Language specifications for strings

boxed · December 11, 2022, 1:01pm

Language specifications for strings

In PyCharm you can set the programming/markup language of strings like this:

# language=html
foo = '<div>hello there!</div>'

I find this extremely useful and use it all over the place. A pattern I noticed is that a large proportion of such uses are in fact more like:

# language=html
foo = format_html("<div>{}</div", bar)

In this case the format_html function doesn’t take any random string as the first argument, it takes a string that is supposed to be html. Reading through my usage of # language= I see that I have CSS, HTML, and JavaScript.

There are many places in my codebases that also have very different types of “languages” that unfortunately isn’t supported as a language injection in PyCharm. Some examples:

fully qualified name (module.module.symbol, for example view functions in Django)
module names (module.module, for example app names in Django)
file paths
host names (www.example.com)
urls (https://example.com)
time zone (UTC)
language code (en)
regexes
date formats
django app names

There are probably more, but I think this gets the point across.

PyCharm has some (presumably hardcoded) rules about some of these strings, for example in settings.py it knows that strings in the list INSTALLED_APPS are module names, so you can jump to the definitions of those modules, and PyCharm will resolve and check them for you.
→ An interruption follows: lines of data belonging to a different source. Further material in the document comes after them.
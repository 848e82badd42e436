use crate::tile_matrix::{TileKey, TileMatrix};

/// The outcome of one tile retrieval, reported back to the coverage.
#[derive(Clone, Debug)]
pub enum Retrieval {
    /// Row-major i16 samples, exactly `tile_width * tile_height` of them.
    Succeeded { key: TileKey, samples: Vec<i16> },
    Failed { key: TileKey },
}

/// The completion handle passed to an [`ElevationSource`]. Cloneable and safe
/// to call from any thread or task; completions are queued and applied on the
/// next coverage query.
#[derive(Clone)]
pub struct RetrievalSink {
    sender: async_channel::Sender<Retrieval>,
}

impl RetrievalSink {
    pub(crate) fn new(sender: async_channel::Sender<Retrieval>) -> Self {
        Self { sender }
    }

    pub fn succeeded(&self, key: TileKey, samples: Vec<i16>) {
        // The channel is unbounded; send only fails once the coverage is gone.
        let _ = self.sender.try_send(Retrieval::Succeeded { key, samples });
    }

    pub fn failed(&self, key: TileKey) {
        let _ = self.sender.try_send(Retrieval::Failed { key });
    }
}

/// The abstract fetch collaborator behind the elevation coverage.
///
/// `retrieve_tile_array` must not block: implementations hand the request to
/// their own async machinery (task pool, network client, file reader) and
/// deliver the outcome through the sink whenever it completes. There is no
/// cancellation; late completions are still applied and cached.
pub trait ElevationSource: Send + Sync {
    fn retrieve_tile_array(
        &self,
        key: TileKey,
        matrix: &TileMatrix,
        row: u32,
        col: u32,
        sink: RetrievalSink,
    );
}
But this is a closed system where any introduced variables I create myself can’t be validated in this way.

I think it would be good if the typing module could have a facility for this type of thing. When this gets some traction we could see support for it in Python language servers, PyCharm, static analysis tools, etc.

What do you guys think?

mdrissi · December 11, 2022, 1:09pm

This feels like potential good use case for Annotated. We could have

HTMLString = Annotated[str, “html”]
SQLString = Annotated[str, “sql”]
etc

I wouldn’t expect a type checker like mypy/pyre to have special logic for sql string but the metadata would be available in the type and a separate tool/ide could use it.
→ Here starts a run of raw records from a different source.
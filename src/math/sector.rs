use serde::{Deserialize, Serialize};

/// A rectangular region on the globe, bounded by minimum and maximum
/// latitude and longitude in degrees.
///
/// Row/column arithmetic throughout the crate treats the minimum latitude as
/// the southern edge, so a sector's first grid row lies on `min_latitude`.
#[derive(Copy, Clone, Debug, PartialEq, Serialize, Deserialize)]
pub struct Sector {
    pub min_latitude: f64,
    pub max_latitude: f64,
    pub min_longitude: f64,
    pub max_longitude: f64,
}

impl Sector {
    /// The entire globe.
    pub const FULL_SPHERE: Sector = Sector {
        min_latitude: -90.0,
        max_latitude: 90.0,
        min_longitude: -180.0,
        max_longitude: 180.0,
    };

    /// Creates a sector from its bounds in degrees.
    ///
    /// Panics if a minimum exceeds its maximum.
    pub fn new(min_latitude: f64, max_latitude: f64, min_longitude: f64, max_longitude: f64) -> Self {
        assert!(
            min_latitude <= max_latitude && min_longitude <= max_longitude,
            "sector minimum exceeds maximum"
        );

        Self {
            min_latitude,
            max_latitude,
            min_longitude,
            max_longitude,
        }
    }

    pub fn delta_latitude(&self) -> f64 {
        self.max_latitude - self.min_latitude
    }

    pub fn delta_longitude(&self) -> f64 {
        self.max_longitude - self.min_longitude
    }

    pub fn centroid_latitude(&self) -> f64 {
        0.5 * (self.min_latitude + self.max_latitude)
    }

    pub fn centroid_longitude(&self) -> f64 {
        0.5 * (self.min_longitude + self.max_longitude)
    }

    /// Whether this sector spans the full 360 degrees of longitude.
    pub fn is_full_longitude(&self) -> bool {
        self.delta_longitude() >= 360.0 - 1e-9
    }

    pub fn contains(&self, latitude: f64, longitude: f64) -> bool {
        latitude >= self.min_latitude
            && latitude <= self.max_latitude
            && longitude >= self.min_longitude
            && longitude <= self.max_longitude
    }

    pub fn intersects(&self, other: &Sector) -> bool {
        self.min_latitude <= other.max_latitude
            && self.max_latitude >= other.min_latitude
            && self.min_longitude <= other.max_longitude
            && self.max_longitude >= other.min_longitude
    }

    /// The overlapping region of two sectors, or `None` when they are disjoint.
    pub fn intersection(&self, other: &Sector) -> Option<Sector> {
        if !self.intersects(other) {
            return None;
        }

        Some(Sector {
            min_latitude: self.min_latitude.max(other.min_latitude),
            max_latitude: self.max_latitude.min(other.max_latitude),
            min_longitude: self.min_longitude.max(other.min_longitude),
            max_longitude: self.max_longitude.min(other.max_longitude),
        })
    }

    /// The smallest sector containing both sectors.
    pub fn union(&self, other: &Sector) -> Sector {
        Sector {
            min_latitude: self.min_latitude.min(other.min_latitude),
            max_latitude: self.max_latitude.max(other.max_latitude),
            min_longitude: self.min_longitude.min(other.min_longitude),
            max_longitude: self.max_longitude.max(other.max_longitude),
        }
    }
}

#[cfg(test)]
mod tests {
    use super::*;

    #[test]
    fn contains_is_edge_inclusive() {
        let sector = Sector::new(-10.0, 10.0, 20.0, 40.0);

        assert!(sector.contains(0.0, 30.0));
        assert!(sector.contains(-10.0, 20.0));
        assert!(sector.contains(10.0, 40.0));
        assert!(!sector.contains(10.1, 30.0));
        assert!(!sector.contains(0.0, 40.1));
    }

    #[test]
    fn intersection_of_disjoint_sectors_is_none() {
        let a = Sector::new(0.0, 10.0, 0.0, 10.0);
        let b = Sector::new(20.0, 30.0, 0.0, 10.0);

        assert!(a.intersection(&b).is_none());
    }

    #[test]
    fn intersection_and_union_are_consistent() {
        let a = Sector::new(0.0, 20.0, 0.0, 20.0);
        let b = Sector::new(10.0, 30.0, -10.0, 10.0);

        let intersection = a.intersection(&b).unwrap();
        assert_eq!(intersection, Sector::new(10.0, 20.0, 0.0, 10.0));

        let union = a.union(&b);
        assert_eq!(union, Sector::new(0.0, 30.0, -10.0, 20.0));
    }

    #[test]
    fn full_sphere_wraps_longitude() {
        assert!(Sector::FULL_SPHERE.is_full_longitude());
        assert!(!Sector::new(-90.0, 90.0, -180.0, 179.0).is_full_longitude());
    }

    #[test]
    #[should_panic]
    fn inverted_bounds_are_rejected() {
        Sector::new(10.0, -10.0, 0.0, 0.0);
    }
}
boxed · December 11, 2022, 2:05pm

I like it. I think we’d want some intermediate thing though like…

class EmbeddedLanguage(Annotated):
    pass

HTMLString = EmbeddedLanguage[str, 'html')

So that it’s smoothly extensible, and doesn’t trample on other uses of Annotated.
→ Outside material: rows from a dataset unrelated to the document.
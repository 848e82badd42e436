//! The sparse, asynchronously populated elevation raster pyramid.
//!
//! [`TiledElevationCoverage`] answers height queries from whatever tiles are
//! already resident, degrading to coarser levels rather than blocking while
//! the [`ElevationSource`] fills the cache in the background.

mod cache;
pub mod coverage;
pub mod retrieval;

pub use coverage::{CoverageConfig, TiledElevationCoverage};
pub use retrieval::{ElevationSource, Retrieval, RetrievalSink};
layday · December 11, 2022, 6:48pm

See also Allow for arbitrary string prefix of strings and GitHub - jimbaker/tagstr: This repo contains an issue tracker, examples, and early work related to PEP 999: Tag Strings.

boxed · December 11, 2022, 7:16pm

Arbitrary string prefixes are a totally different thing.

layday · December 11, 2022, 8:33pm

Apologies for trying to be helpful.

layday · December 11, 2022, 8:35pm

And no, they are not a “totally different thing”; one can imagine that typing metadata could be attached to prefixes to the same effect.

Rosuav · December 11, 2022, 10:27pm

Aside from b, string prefixes don’t attach metadata or any form of typing information. They are different forms of string literal which result in the exact same string. This is extremely different (I won’t argue whether it is “totally different” or not) from something which retains information about the string. It should be quite orthogonal; you should be able to make a triple-quoted SQL string, a raw-literal SQL string, etc.

layday · December 11, 2022, 11:25pm

You are describing how existing built-in string prefixes work, not how “arbitrary string prefixes” or tagstr (might) work.

guido · December 11, 2022, 11:29pm

FWIW Jim Baker’s “tagged strings” proposal (for which I did a proof-of-concept prototype implementation) does allow one to attach metadata to the string at runtime. Essentially, it would make sql"select * from table" equivalent to sql("select * from table"), where the sql() function can return whatever it wants. (To be clear, there’s also f-string behavior baked into that proposal, so the signature of sql() is actually more complicated than that.)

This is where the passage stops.